### WHAT THE TASK REQUIRES
Could you output each line of the data that follows exactly?

### TASK INPUTS

>>

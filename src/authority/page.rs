//! Helpers for the authority's normal (non-preview) page render.
//!
//! Emits what the preview later relies on: numbered list boundary markers,
//! placement attributes, and signed structural contexts.

use crate::document::escape_html;
use crate::partial::kinds::LIST_MARKER;
use crate::placement::{ATTR_CONTEXT, ATTR_ID, ATTR_TYPE};
use crate::signature::ContextSigner;
use serde_json::{Value, json};
use std::collections::HashMap;

/// Per-page emission state.
#[derive(Debug)]
pub struct PageEmitter {
    signer: ContextSigner,
    list_instances: HashMap<String, u32>,
}

impl PageEmitter {
    #[must_use]
    pub fn new(signer: ContextSigner) -> Self {
        Self {
            signer,
            list_instances: HashMap::new(),
        }
    }

    /// Opening marker for the next invocation of a list on this page.
    pub fn list_start(&mut self, list_id: &str) -> String {
        let n = self.list_instances.entry(list_id.to_owned()).or_insert(0);
        *n += 1;
        format!("<!--{LIST_MARKER}_before:{list_id}:{n}-->")
    }

    /// Closing marker for the current invocation of a list.
    #[must_use]
    pub fn list_end(&self, list_id: &str) -> String {
        let n = self.instance_number(list_id);
        format!("<!--{LIST_MARKER}_after:{list_id}:{n}-->")
    }

    /// Invocations of a list emitted so far.
    #[must_use]
    pub fn instance_number(&self, list_id: &str) -> u32 {
        self.list_instances.get(list_id).copied().unwrap_or(0)
    }

    /// Context for a member rendered inside the current list invocation.
    #[must_use]
    pub fn member_context(&self, list_id: &str) -> Value {
        json!({
            "list_id": list_id,
            "instance_number": self.instance_number(list_id),
        })
    }

    /// Placement attributes carrying an unsigned context.
    #[must_use]
    pub fn placement_attrs(partial_id: &str, kind: Option<&str>, context: Option<&Value>) -> String {
        let mut out = format!(" {ATTR_ID}=\"{}\"", escape_html(partial_id));
        if let Some(kind) = kind {
            out.push_str(&format!(" {ATTR_TYPE}=\"{}\"", escape_html(kind)));
        }
        if let Some(context) = context {
            out.push_str(&format!(
                " {ATTR_CONTEXT}=\"{}\"",
                escape_html(&context.to_string())
            ));
        }
        out
    }

    /// Placement attributes carrying a signed context.
    #[must_use]
    pub fn signed_placement_attrs(
        &self,
        partial_id: &str,
        kind: Option<&str>,
        context: &Value,
    ) -> String {
        Self::placement_attrs(partial_id, kind, Some(&self.signer.sign(context)))
    }

    /// Attributes for a menu container; the context is signed.
    #[must_use]
    pub fn menu_container_attrs(&self, menu_id: i64, context: &Value) -> String {
        let mut context = context.clone();
        if let Value::Object(map) = &mut context {
            map.entry("menu_id").or_insert(json!(menu_id));
        }
        format!(
            " data-menu-container=\"true\"{}",
            self.signed_placement_attrs(&format!("menu[{menu_id}]"), Some("menu"), &context)
        )
    }
}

<<

### RESULT OF THIS TASK
filename src/authority/page.rs
//! Helpers for the authority's normal (non-preview) page render.
//!
//! Emits what the preview later relies on: numbered list boundary markers,
//! placement attributes, and signed structural contexts.

use crate::document::escape_html;
use crate::partial::kinds::LIST_MARKER;
use crate::placement::{ATTR_CONTEXT, ATTR_ID, ATTR_TYPE};
use crate::signature::ContextSigner;
use serde_json::{Value, json};
use std::collections::HashMap;

/// Per-page emission state.
#[derive(Debug)]
pub struct PageEmitter {
    signer: ContextSigner,
    list_instances: HashMap<String, u32>,
}

impl PageEmitter {
    #[must_use]
    pub fn new(signer: ContextSigner) -> Self {
        Self {
            signer,
            list_instances: HashMap::new(),
        }
    }

    /// Opening marker for the next invocation of a list on this page.
    pub fn list_start(&mut self, list_id: &str) -> String {
        let n = self.list_instances.entry(list_id.to_owned()).or_insert(0);
        *n += 1;
        format!("<!--{LIST_MARKER}_before:{list_id}:{n}-->")
    }

    /// Closing marker for the current invocation of a list.
    #[must_use]
    pub fn list_end(&self, list_id: &str) -> String {
        let n = self.instance_number(list_id);
        format!("<!--{LIST_MARKER}_after:{list_id}:{n}-->")
    }

    /// Invocations of a list emitted so far.
    #[must_use]
    pub fn instance_number(&self, list_id: &str) -> u32 {
        self.list_instances.get(list_id).copied().unwrap_or(0)
    }

    /// Context for a member rendered inside the current list invocation.
    #[must_use]
    pub fn member_context(&self, list_id: &str) -> Value {
        json!({
            "list_id": list_id,
            "instance_number": self.instance_number(list_id),
        })
    }

    /// Placement attributes carrying an unsigned context.
    #[must_use]
    pub fn placement_attrs(partial_id: &str, kind: Option<&str>, context: Option<&Value>) -> String {
        let mut out = format!(" {ATTR_ID}=\"{}\"", escape_html(partial_id));
        if let Some(kind) = kind {
            out.push_str(&format!(" {ATTR_TYPE}=\"{}\"", escape_html(kind)));
        }
        if let Some(context) = context {
            out.push_str(&format!(
                " {ATTR_CONTEXT}=\"{}\"",
                escape_html(&context.to_string())
            ));
        }
        out
    }

    /// Placement attributes carrying a signed context.
    #[must_use]
    pub fn signed_placement_attrs(
        &self,
        partial_id: &str,
        kind: Option<&str>,
        context: &Value,
    ) -> String {
        Self::placement_attrs(partial_id, kind, Some(&self.signer.sign(context)))
    }

    /// Attributes for a menu container; the context is signed.
    #[must_use]
    pub fn menu_container_attrs(&self, menu_id: i64, context: &Value) -> String {
        let mut context = context.clone();
        if let Value::Object(map) = &mut context {
            map.entry("menu_id").or_insert(json!(menu_id));
        }
        format!(
            " data-menu-container=\"true\"{}",
            self.signed_placement_attrs(&format!("menu[{menu_id}]"), Some("menu"), &context)
        )
    }
}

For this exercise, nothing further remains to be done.